Combine squash puree, ricotta cheese, 1/3 of the garlic, and spices in a bowl. Taste and salt as needed. Zest and juice lemon; add both to the squash mixture along with the egg. Set aside.

In a wide skillet, heat 3 Tbs olive oil over medium-high heat. Add trimmed, chopped greens and stir once or twice until greens start to wilt and coat with oil. Immediately sprinkle in remaining garlic and continue to sauté until greens are cooked, but still bright, about 3-4 minutes. Remove from heat and season with salt and pepper as needed.

Coat the bottom of a 9x13 sheet pan or lasagna pan with oil. Lay one layer of noodles in the pan. Spread 1/3 of the filling over the noodles. Layer one half of the greens mixture over the squash. Sprinkle with 1/3 of the cheese. Another layer of noodles, 1/3 of squash, remaining greens, 1/3 of cheese. Top the final layer of noodles with the remaining squash. When you’re all done you will have 3 layers of noodles, 3 layers of squash, 3 layers of cheese and 2 layers of greens.

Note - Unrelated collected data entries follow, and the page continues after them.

use crate::helpers::{epoch_checkpoint, Chain};
use chain::ChainConfig;
use containers::{AttestationData, Checkpoint, Epoch};
use std::collections::{HashMap, HashSet};

/// Number of attestations voting for each `(source, target)` link.
#[must_use]
pub fn count_links(links: &[AttestationData]) -> HashMap<(Checkpoint, Checkpoint), u64> {
    let mut counts = HashMap::new();
    for data in links {
        *counts.entry((data.source, data.target)).or_insert(0) += 1;
    }
    counts
}

/// Whether more than two thirds of a committee voted from `source` to `target`.
#[must_use]
pub fn is_supermajority_link(
    source: &Checkpoint,
    target: &Checkpoint,
    links: &[AttestationData],
    config: &ChainConfig,
) -> bool {
    let count = links
        .iter()
        .filter(|data| data.source == *source && data.target == *target)
        .count() as u64;

    count > config.supermajority_threshold()
}

/// Sources of every supermajority link, grouped by target.
fn supermajority_sources(
    links: &[AttestationData],
    config: &ChainConfig,
) -> HashMap<Checkpoint, Vec<Checkpoint>> {
    let threshold = config.supermajority_threshold();
    let mut sources: HashMap<Checkpoint, Vec<Checkpoint>> = HashMap::new();

    for ((source, target), count) in count_links(links) {
        if count > threshold {
            sources.entry(target).or_default().push(source);
        }
    }

    sources
}

/// Justification status of every checkpoint in `checkpoints`, most recent epoch first.
///
/// The last entry (epoch 0) is justified by definition. Entry `i` is justified if some later
/// entry `j > i` is justified and has a supermajority link to it. Entries are resolved from the
/// end, looking up only the supermajority sources of each entry.
#[must_use]
pub fn justified_checkpoints(
    checkpoints: &[Checkpoint],
    links: &[AttestationData],
    config: &ChainConfig,
) -> Vec<bool> {
    let Some(last) = checkpoints.len().checked_sub(1) else {
        return Vec::new();
    };

    let sources = supermajority_sources(links, config);
    let mut justified = vec![false; checkpoints.len()];
    let mut justified_later = HashSet::from([checkpoints[last]]);
    justified[last] = true;

    for i in (0..last).rev() {
        let checkpoint = checkpoints[i];
        justified[i] = sources.get(&checkpoint).is_some_and(|sources| {
            sources
                .iter()
                .any(|source| justified_later.contains(source))
        });

        if justified[i] {
            justified_later.insert(checkpoint);
        }
    }

    justified
}

#[must_use]
pub fn is_justified(
    index: usize,
    checkpoints: &[Checkpoint],
    links: &[AttestationData],
    config: &ChainConfig,
) -> bool {
    justified_checkpoints(checkpoints, links, config)
        .get(index)
        .copied()
        .unwrap_or(false)
}

/// Index of the most recent justified checkpoint.
///
/// Falls back to the genesis entry, which is always justified.
#[must_use]
pub fn last_justified(
    checkpoints: &[Checkpoint],
    links: &[AttestationData],
    config: &ChainConfig,
) -> usize {
    let justified = justified_checkpoints(checkpoints, links, config);

    justified
        .iter()
        .position(|is_justified| *is_justified)
        .unwrap_or(checkpoints.len().saturating_sub(1))
}

/// The most recent justified checkpoint on `chain` up to `epoch`.
///
/// Same result as indexing the checkpoint sequence of `chain` with [`last_justified`], but only
/// the checkpoints named by supermajority links are visited, so the cost does not grow with
/// `epoch`.
#[must_use]
pub fn latest_justified_checkpoint(
    chain: &Chain,
    epoch: Epoch,
    links: &[AttestationData],
    config: &ChainConfig,
) -> Checkpoint {
    let genesis = epoch_checkpoint(chain, Epoch(0), config);
    let threshold = config.supermajority_threshold();
    let on_chain = |checkpoint: &Checkpoint| {
        checkpoint.epoch <= epoch && epoch_checkpoint(chain, checkpoint.epoch, config) == *checkpoint
    };

    let mut supermajority = count_links(links)
        .into_iter()
        .filter(|((source, target), count)| *count > threshold && source.epoch < target.epoch)
        .map(|(link, _)| link)
        .filter(|(source, target)| on_chain(source) && on_chain(target))
        .collect::<Vec<_>>();

    // A source is always older than its target, so its status is final once reached.
    supermajority.sort_by_key(|(_, target)| target.epoch);

    let mut justified = HashSet::from([genesis]);
    let mut latest = genesis;

    for (source, target) in supermajority {
        if justified.contains(&source) {
            justified.insert(target);
            if target.epoch > latest.epoch {
                latest = target;
            }
        }
    }

    latest
}
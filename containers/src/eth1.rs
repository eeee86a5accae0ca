use crate::{Bytes32, Root};
use serde::{Deserialize, Serialize};
use ssz_derive::Ssz;

/// The proposer's view of the deposit contract, voted on once per block.
#[derive(Clone, Copy, Debug, PartialEq, Eq, Hash, Ssz, Default, Serialize, Deserialize)]
pub struct Eth1Data {
    pub deposit_root: Root,
    pub deposit_count: u64,
    pub block_hash: Bytes32,
}
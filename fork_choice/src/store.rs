use crate::Error;
use containers::{Block, Root, Slot};
use std::collections::HashMap;

/// Blocks known to a participant, keyed by block root.
///
/// Every block other than the genesis block has its parent in the store at a strictly smaller
/// slot. `on_block` is the only way to add blocks and keeps this property.
#[derive(Debug, Clone, Default)]
pub struct Store {
    pub genesis_root: Root,
    pub blocks: HashMap<Root, Block>,
}

/// Initialize the store from the genesis block.
pub fn get_forkchoice_store(anchor_block: Block) -> Result<Store, Error> {
    let root = anchor_block.root();

    if anchor_block.slot != Slot(0) {
        return Err(Error::MissingGenesis {
            root,
            slot: anchor_block.slot,
        });
    }

    Ok(Store {
        genesis_root: root,
        blocks: [(root, anchor_block)].into(),
    })
}

impl Store {
    pub fn block(&self, root: Root) -> Result<&Block, Error> {
        self.blocks.get(&root).ok_or(Error::UnknownBlock { root })
    }

    #[must_use]
    pub fn contains(&self, root: &Root) -> bool {
        self.blocks.contains_key(root)
    }

    #[must_use]
    pub fn len(&self) -> usize {
        self.blocks.len()
    }

    #[must_use]
    pub fn is_empty(&self) -> bool {
        self.blocks.is_empty()
    }
}
use crate::{AttestationData, Epoch, Root, Slot, ValidatorIndex};
use thiserror::Error;

/// Reasons a slot, block or attestation cannot be applied to a state.
///
/// Returned instead of a post-state; the input state is never modified.
#[derive(Debug, Error, PartialEq, Eq)]
pub enum Error {
    #[error("attestation has {bits} aggregation bits (expected 1..={maximum})")]
    AttestationBitsOutOfRange { bits: usize, maximum: u64 },
    #[error(
        "attestation in slot {attestation_slot} is outside \
         inclusion range for state at slot {state_slot}"
    )]
    AttestationOutsideInclusionRange {
        state_slot: Slot,
        attestation_slot: Slot,
    },
    #[error("attestation votes for a checkpoint in the wrong epoch: {data:?}")]
    AttestationTargetsWrongEpoch { data: AttestationData },
    #[error("block is not newer than latest block header ({block_slot} <= {block_header_slot})")]
    BlockNotNewerThanLatestBlockHeader {
        block_slot: Slot,
        block_header_slot: Slot,
    },
    #[error("deposit index {deposit_index} exceeds eth1 deposit count {deposit_count}")]
    DepositIndexOverflow {
        deposit_index: u64,
        deposit_count: u64,
    },
    #[error("epoch processing requires the last slot of an epoch (slot: {slot})")]
    EpochProcessingOffBoundary { slot: Slot },
    #[error("state has no active validators at epoch {epoch}")]
    NoActiveValidators { epoch: Epoch },
    #[error("parent root in block ({in_block}) does not match latest block header ({computed})")]
    ParentRootMismatch { computed: Root, in_block: Root },
    #[error("proposer index {proposer_index} is out of bounds for {validator_count} validators")]
    ProposerIndexOutOfBounds {
        proposer_index: ValidatorIndex,
        validator_count: u64,
    },
    #[error("proposer {proposer_index} is slashed")]
    ProposerSlashed { proposer_index: ValidatorIndex },
    #[error("randao reveal of proposer {proposer_index} is invalid for epoch {epoch}")]
    RandaoRevealInvalid {
        proposer_index: ValidatorIndex,
        epoch: Epoch,
    },
    #[error("registry has {validators} validators but {balances} balances")]
    RegistryLengthMismatch { validators: u64, balances: u64 },
    #[error("registry of {validators} validators exceeds limit of {limit}")]
    RegistryTooLarge { validators: u64, limit: u64 },
    #[error("slot mismatch (in_state: {in_state}, in_block: {in_block})")]
    SlotMismatch { in_state: Slot, in_block: Slot },
    #[error("target slot {target} is not later than state slot {current}")]
    SlotNotLater { current: Slot, target: Slot },
    #[error("slot {slot} cannot be advanced without overflow")]
    SlotOverflow { slot: Slot },
    #[error("state root in block ({in_block}) does not match computed ({computed})")]
    StateRootMismatch { computed: Root, in_block: Root },
    #[error("{list} is full")]
    ListFull { list: &'static str },
}
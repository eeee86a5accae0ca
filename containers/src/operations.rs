use crate::{Attestation, BlockBody, Error, PendingAttestation, State};
use chain::ChainConfig;

/// Applies the operations of a block body: deposits, slashings, exits and attestations.
///
/// Implementations must keep `validators` and `balances` the same length and within the
/// registry limit.
pub trait OperationsProcessor {
    fn process_operations(
        &self,
        config: &ChainConfig,
        state: &State,
        body: &BlockBody,
    ) -> Result<State, Error>;
}

impl<T: OperationsProcessor + ?Sized> OperationsProcessor for &T {
    fn process_operations(
        &self,
        config: &ChainConfig,
        state: &State,
        body: &BlockBody,
    ) -> Result<State, Error> {
        (**self).process_operations(config, state, body)
    }
}

/// Records block attestations as pending attestations.
///
/// Bodies carry no deposits, slashings or exits, so attestations are the only operation.
#[derive(Clone, Copy, Debug, Default)]
pub struct AttestationRecorder;

impl OperationsProcessor for AttestationRecorder {
    fn process_operations(
        &self,
        config: &ChainConfig,
        state: &State,
        body: &BlockBody,
    ) -> Result<State, Error> {
        let mut state = state.clone();

        for attestation in &body.attestations {
            let pending = validate_attestation(config, &state, attestation)?;

            let pool = if pending.data.target.epoch == state.current_epoch(config) {
                &mut state.current_epoch_attestations
            } else {
                &mut state.previous_epoch_attestations
            };

            pool.push(pending).map_err(|_| Error::ListFull {
                list: "pending attestations",
            })?;
        }

        state.check_registry(config)?;

        Ok(state)
    }
}

fn validate_attestation(
    config: &ChainConfig,
    state: &State,
    attestation: &Attestation,
) -> Result<PendingAttestation, Error> {
    let data = attestation.data;
    let target_epoch = data.target.epoch;

    if target_epoch != state.previous_epoch(config) && target_epoch != state.current_epoch(config)
    {
        return Err(Error::AttestationTargetsWrongEpoch { data });
    }

    if target_epoch != data.slot.epoch(config) {
        return Err(Error::AttestationTargetsWrongEpoch { data });
    }

    let earliest = data
        .slot
        .0
        .saturating_add(config.min_attestation_inclusion_delay);
    let latest = data.slot.0.saturating_add(config.slots_per_epoch);

    if !(earliest..=latest).contains(&state.slot.0) {
        return Err(Error::AttestationOutsideInclusionRange {
            state_slot: state.slot,
            attestation_slot: data.slot,
        });
    }

    let bits = attestation.aggregation_bits.len();
    if bits == 0 || bits as u64 > config.max_validators_per_committee {
        return Err(Error::AttestationBitsOutOfRange {
            bits,
            maximum: config.max_validators_per_committee,
        });
    }

    Ok(PendingAttestation {
        aggregation_bits: attestation.aggregation_bits.clone(),
        data,
        inclusion_delay: state.slot.0 - data.slot.0,
        proposer_index: state.latest_block_header.proposer_index,
    })
}
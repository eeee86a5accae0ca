use crate::{Error, Store};
use chain::ChainConfig;
use containers::{Checkpoint, Epoch, Root, Slot};

/// The ancestors of a block, head first, ending at the genesis block.
///
/// Slots are strictly decreasing along the chain.
#[derive(Clone, Debug, PartialEq, Eq)]
pub struct Chain {
    entries: Vec<(Root, Slot)>,
}

impl Chain {
    /// Builds a chain from `(root, slot)` pairs ordered head first.
    ///
    /// Returns `None` unless the slots are strictly decreasing and the last one is 0.
    #[must_use]
    pub fn from_entries(entries: Vec<(Root, Slot)>) -> Option<Self> {
        let decreasing = entries.windows(2).all(|pair| pair[0].1 > pair[1].1);
        let ends_at_genesis = matches!(entries.last(), Some((_, Slot(0))));

        (decreasing && ends_at_genesis).then_some(Self { entries })
    }

    #[must_use]
    pub fn len(&self) -> usize {
        self.entries.len()
    }

    #[must_use]
    pub fn is_empty(&self) -> bool {
        self.entries.is_empty()
    }

    /// A chain always holds at least the genesis block.
    #[must_use]
    pub fn head(&self) -> Root {
        self.entries[0].0
    }

    #[must_use]
    pub fn root(&self, index: usize) -> Option<Root> {
        self.entries.get(index).map(|(root, _)| *root)
    }

    #[must_use]
    pub fn slot(&self, index: usize) -> Option<Slot> {
        self.entries.get(index).map(|(_, slot)| *slot)
    }

    pub fn roots(&self) -> impl Iterator<Item = Root> + '_ {
        self.entries.iter().map(|(root, _)| *root)
    }

    pub fn slots(&self) -> impl Iterator<Item = Slot> + '_ {
        self.entries.iter().map(|(_, slot)| *slot)
    }
}

/// Walks parent links from `root` down to the genesis block.
pub fn chain_roots(store: &Store, root: Root) -> Result<Chain, Error> {
    let mut entries = Vec::new();
    let mut current = root;

    loop {
        let block = store.block(current)?;
        entries.push((current, block.slot));

        if block.slot == Slot(0) {
            return Ok(Chain { entries });
        }

        let parent = store.block(block.parent_root)?;
        if parent.slot >= block.slot {
            return Err(Error::ParentNotOlder {
                root: current,
                slot: block.slot,
                parent_slot: parent.slot,
            });
        }

        current = block.parent_root;
    }
}

fn boundary_slot(epoch: Epoch, config: &ChainConfig) -> Slot {
    epoch.start_slot(config).unwrap_or(Slot(u64::MAX))
}

/// Index of the epoch boundary block of `epoch`: the most recent block at or before the first
/// slot of the epoch.
#[must_use]
pub fn compute_ebb(chain: &Chain, epoch: Epoch, config: &ChainConfig) -> usize {
    let boundary = boundary_slot(epoch, config);

    chain
        .slots()
        .position(|slot| slot <= boundary)
        .unwrap_or(chain.len() - 1)
}

/// The checkpoint of `epoch` on `chain`: the epoch paired with its epoch boundary block.
///
/// Costs one walk over the chain whatever the epoch.
#[must_use]
pub fn epoch_checkpoint(chain: &Chain, epoch: Epoch, config: &ChainConfig) -> Checkpoint {
    let (root, _) = chain.entries[compute_ebb(chain, epoch, config)];
    Checkpoint::new(epoch, root)
}

/// Epoch boundary block indices for `epoch`, `epoch - 1`, ..., 0.
///
/// Entry `k` belongs to epoch `epoch - k`. Indices are non-decreasing. The result has
/// `epoch + 1` entries, so epochs taken from untrusted input should go through
/// [`epoch_checkpoint`] instead.
#[must_use]
pub fn compute_all_ebbs(chain: &Chain, epoch: Epoch, config: &ChainConfig) -> Vec<usize> {
    let last = chain.len() - 1;
    let mut indices = Vec::new();
    let mut index = 0;

    for current in (0..=epoch.0).rev() {
        let boundary = boundary_slot(Epoch(current), config);
        while index < last && chain.entries[index].1 > boundary {
            index += 1;
        }
        indices.push(index);
    }

    indices
}

/// Checkpoints named by an epoch boundary sequence: entry `k` is `(epoch - k, chain[ebbs[k]])`.
///
/// Returns `None` if an index is not on the chain.
#[must_use]
pub fn checkpoint_sequence(chain: &Chain, epoch: Epoch, ebbs: &[usize]) -> Option<Vec<Checkpoint>> {
    ebbs.iter()
        .zip((0..=epoch.0).rev())
        .map(|(index, current)| Some(Checkpoint::new(Epoch(current), chain.root(*index)?)))
        .collect()
}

Cover with foil or lid and bake at 400 degrees for 30-45 minutes, or until filling is set. Remove foil or lid for the final 5 minutes of cooking, and sprinkle with remaining cheese (this way it doesn't stick to the foil. Remove from oven and let sit for 10 minutes while you prepare the brown butter sauce.

For the sauce:
Melt butter in medium skillet or sauce pan over medium heat. Add garlic. Once butter starts to brown, add sage leaves (careful, the butter goes from brown to burnt in a matter of seconds!). Stir quickly then add flour and stir to form a roux. Cook for 1 minute to cook flour and add broth, stirring until mixture is smooth and cooking until mixture is thickened slightly. Add more broth if desired—sauce can be as thin or as thick as you like.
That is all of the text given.